Pierluigi Paganini April 20, 2014

Security experts at Mandiant uncovered attackers exploiting the Heartbleed vulnerability to circumvent Multi-factor Authentication on VPNs.

We have practically read everything about HeartBleed bug which affects OpenSSL library, we have seen the effects on servers, on mobile devices and also on Tor anonymity,  now lets focus on the possibility to exploit it to hijack VPN sessions.

Cyber criminals are trying to exploit Heartbleed OpenSSL bug against organisations to spy on virtual private network connections hijacking multiple active web sessions.
Security experts at Mandiant discovered attackers are exploiting the Heartbleed vulnerability to circumvent Multi-factor authentication on VPNs. The investigators have found evidences of the attack analyzing IDS signatures and VPN logs.
Considering that through an Heartbleed request the attacker could gain access to a limited portion of memory (64KB of memory for each Heartbeat request), in order to fetch useful data he needs to send a huge quantity of requests. This stream of requests was identified by IDS once it was written a signature specifically for Heartbleed.
heartbleed VPN 2
During the intrusion observed by Mandiant the IDS detected more than 17,000 requests matching the pattern written for HearttBleed.
Mandiant confirmed that an unnamed organization suffered a targeted attack which exploited the “Heartbleed” bug in OpenSSL running in the client’s SSL VPN concentrator to remotely access organization’s internal network.
“This post focuses on a Mandiant investigation where a targeted threat actor leveraged the Heartbleed vulnerability in a SSL VPN concentrator to remotely access our client’s environment and steps to identify retroactively if this occurred to your organization.” reported the Mandiant official post.
The attacker is able to obtain active session tokens for currently authenticated users sending repeatedly malformed heartbeat requests to the HTTPS web server running on the VPN device. Once gained an active session token, the attacker successfully hijacked multiple active user sessions and deceived the VPN concentrator which considered it as legitimately authenticated.
With an active session token, the attacker successfully hijacked multiple active user sessions and convinced the VPN concentrator that he/she was legitimately authenticated.
“The attack bypassed both the organization’s multifactor authentication and the VPN client software used to validate that systems connecting to the VPN were owned by the organization and running specific security software.” wrote Mandiant experts Christopher Glyer and Chris DiGiamo. 

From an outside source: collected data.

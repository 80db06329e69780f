//! Character-level gazetteer matching.
//!
//! Entries and input are plain strings; elements are `char`s and all match
//! offsets are character offsets, not byte offsets.

use std::borrow::Cow;
use std::fmt;

use normalize::{fold_char, ignore_char, NormalizeConfig};
use trie::{Entry, TrieError};

use crate::engine::Matcher;
use crate::options::FindOptions;
use crate::replace::{plan, Piece};
use crate::types::{Match, Span};

/// Matcher whose elements are characters.
///
/// ```rust
/// use matcher::{FindOptions, StringMatcher};
///
/// let mut sm: StringMatcher<u32> = StringMatcher::new();
/// for (i, entry) in ["this", "word", "words", "thisis", "his"].into_iter().enumerate() {
///     sm.add(entry, Some(i as u32), false);
/// }
///
/// let found = sm.find("thisis a word", &FindOptions::default());
/// assert_eq!(found.len(), 2);
/// assert_eq!((found[0].start, found[0].end, found[0].matched), (0, 6, "thisis"));
/// assert_eq!(sm.replace("thisis a word"), "3 a 1");
/// ```
pub type StringMatcher<T, A = ()> = Matcher<char, char, T, A>;

/// Character offsets of `text` mapped to byte offsets, plus one trailing
/// entry for `text.len()`.
fn char_table(text: &str) -> (Vec<usize>, Vec<char>) {
    let (mut offsets, chars): (Vec<usize>, Vec<char>) = text.char_indices().unzip();
    offsets.push(text.len());
    (offsets, chars)
}

impl<T, A> Matcher<char, char, T, A> {
    /// Use the stock ignore/fold rules from `cfg`.
    pub fn with_normalize(self, cfg: &NormalizeConfig) -> Self {
        let ignore_cfg = cfg.clone();
        let map_cfg = cfg.clone();
        self.with_ignore(move |ch: &char| ignore_char(*ch, &ignore_cfg))
            .with_map(move |ch: &char| fold_char(*ch, &map_cfg))
    }

    /// Add `entry` with `data`; see [`Matcher::add_elements`].
    pub fn add(&mut self, entry: &str, data: Option<T>, append: bool) {
        self.add_elements(entry.chars(), data, append);
    }

    /// Add several entries sharing the same data.
    pub fn add_all<I>(&mut self, entries: I, data: Option<T>, append: bool)
    where
        I: IntoIterator,
        I::Item: AsRef<str>,
        T: Clone,
    {
        for entry in entries {
            self.add(entry.as_ref(), data.clone(), append);
        }
    }

    /// Store `value` for `key` directly, without append semantics.
    pub fn set(&mut self, key: &str, value: Entry<T>) {
        self.set_elements(key.chars(), value);
    }

    pub fn get(&self, key: &str) -> Option<&Entry<T>> {
        self.get_elements(key.chars())
    }

    /// Data for `key`, or `default` when `key` is not an entry.
    pub fn get_or<'a>(&'a self, key: &str, default: &'a Entry<T>) -> &'a Entry<T> {
        self.get(key).unwrap_or(default)
    }

    /// Exact lookup failing with [`TrieError::KeyNotFound`].
    pub fn lookup(&self, key: &str) -> Result<&Entry<T>, TrieError> {
        self.get(key).ok_or_else(|| TrieError::not_found(key))
    }

    pub fn contains(&self, key: &str) -> bool {
        self.get(key).is_some()
    }

    /// Find gazetteer entries in `text`.
    pub fn find<'a>(&'a self, text: &'a str, options: &FindOptions) -> Vec<Match<'a, str, T, A>> {
        self.find_with(text, options, Match::new)
    }

    /// Like [`find`](Self::find), building each result with `factory`,
    /// called as `(start, end, matched, data, matcher_data)`.
    pub fn find_with<'a, M, F>(&'a self, text: &'a str, options: &FindOptions, mut factory: F) -> Vec<M>
    where
        F: FnMut(usize, usize, &'a str, &'a Entry<T>, &'a A) -> M,
    {
        let (offsets, spans) = self.scan_text(text, options);
        spans
            .into_iter()
            .map(|span| {
                let matched = &text[offsets[span.start]..offsets[span.end]];
                factory(span.start, span.end, matched, span.data, self.matcher_data())
            })
            .collect()
    }

    /// Replace every longest, non-overlapping match in `text` with the
    /// string form of its entry data.
    ///
    /// An entry without data renders as the empty string, so its matches are
    /// deleted from the output unless the matcher has default data.
    pub fn replace<'t>(&self, text: &'t str) -> Cow<'t, str>
    where
        T: fmt::Display,
    {
        self.replace_with(text, &FindOptions::default(), |m| m.data.to_string())
    }

    /// Replace matches in `text` with `replacer(match)`.
    ///
    /// Only the `from`/`to` bounds of `options` are used; replacement always
    /// scans for the longest match and skips ahead. Text without matches is
    /// returned borrowed. `m.data` is `Entry::NoData` for an entry without
    /// data when no default is set.
    pub fn replace_with<'t, F>(&self, text: &'t str, options: &FindOptions, mut replacer: F) -> Cow<'t, str>
    where
        F: FnMut(&Match<'_, str, T, A>) -> String,
    {
        let (offsets, spans) = self.scan_text(text, &options.for_replace());
        if spans.is_empty() {
            return Cow::Borrowed(text);
        }

        let mut out = String::with_capacity(text.len());
        for piece in plan(&spans, offsets.len() - 1) {
            match piece {
                Piece::Keep(range) => out.push_str(&text[offsets[range.start]..offsets[range.end]]),
                Piece::Replace(span) => {
                    let matched = &text[offsets[span.start]..offsets[span.end]];
                    let found = Match::new(span.start, span.end, matched, span.data, self.matcher_data());
                    out.push_str(&replacer(&found));
                }
            }
        }
        Cow::Owned(out)
    }

    fn scan_text(&self, text: &str, options: &FindOptions) -> (Vec<usize>, Vec<Span<'_, T>>) {
        let (offsets, chars) = char_table(text);
        let spans = self.scan(&chars, options);
        (offsets, spans)
    }
}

The following evidence proved the attacker had stolen legitimate user session tokens:

  1. A malicious IP address triggered thousands of IDS alerts for the Heartbleed vulnerability destined for the victim organization’s SSL VPN.
  2. The VPN logs showed active VPN connections of multiple users rapidly changing back and forth, “flip flopping”, between the malicious IP address and the user’s original IP address.  In several cases the “flip flopping” activity lasted for multiple hours.
  3. The timestamps associated with the IP address changes were often within one to two seconds of each other.
  4. The legitimate IP addresses accessing the VPN were geographically distant from malicious IP address and belonged to different service providers.
  5. The timestamps for the VPN log anomalies could be correlated with the IDS alerts associated with the Heartbleed bug.
The hackers once gained the access to the internal network of targeted organization attempted to move laterally and escalate his/her privileges.
Attacks like the one uncovered by Mantiant will increase in the next weeks, it is necessary to immediately identify and upgrade the component that make use of the flawed library.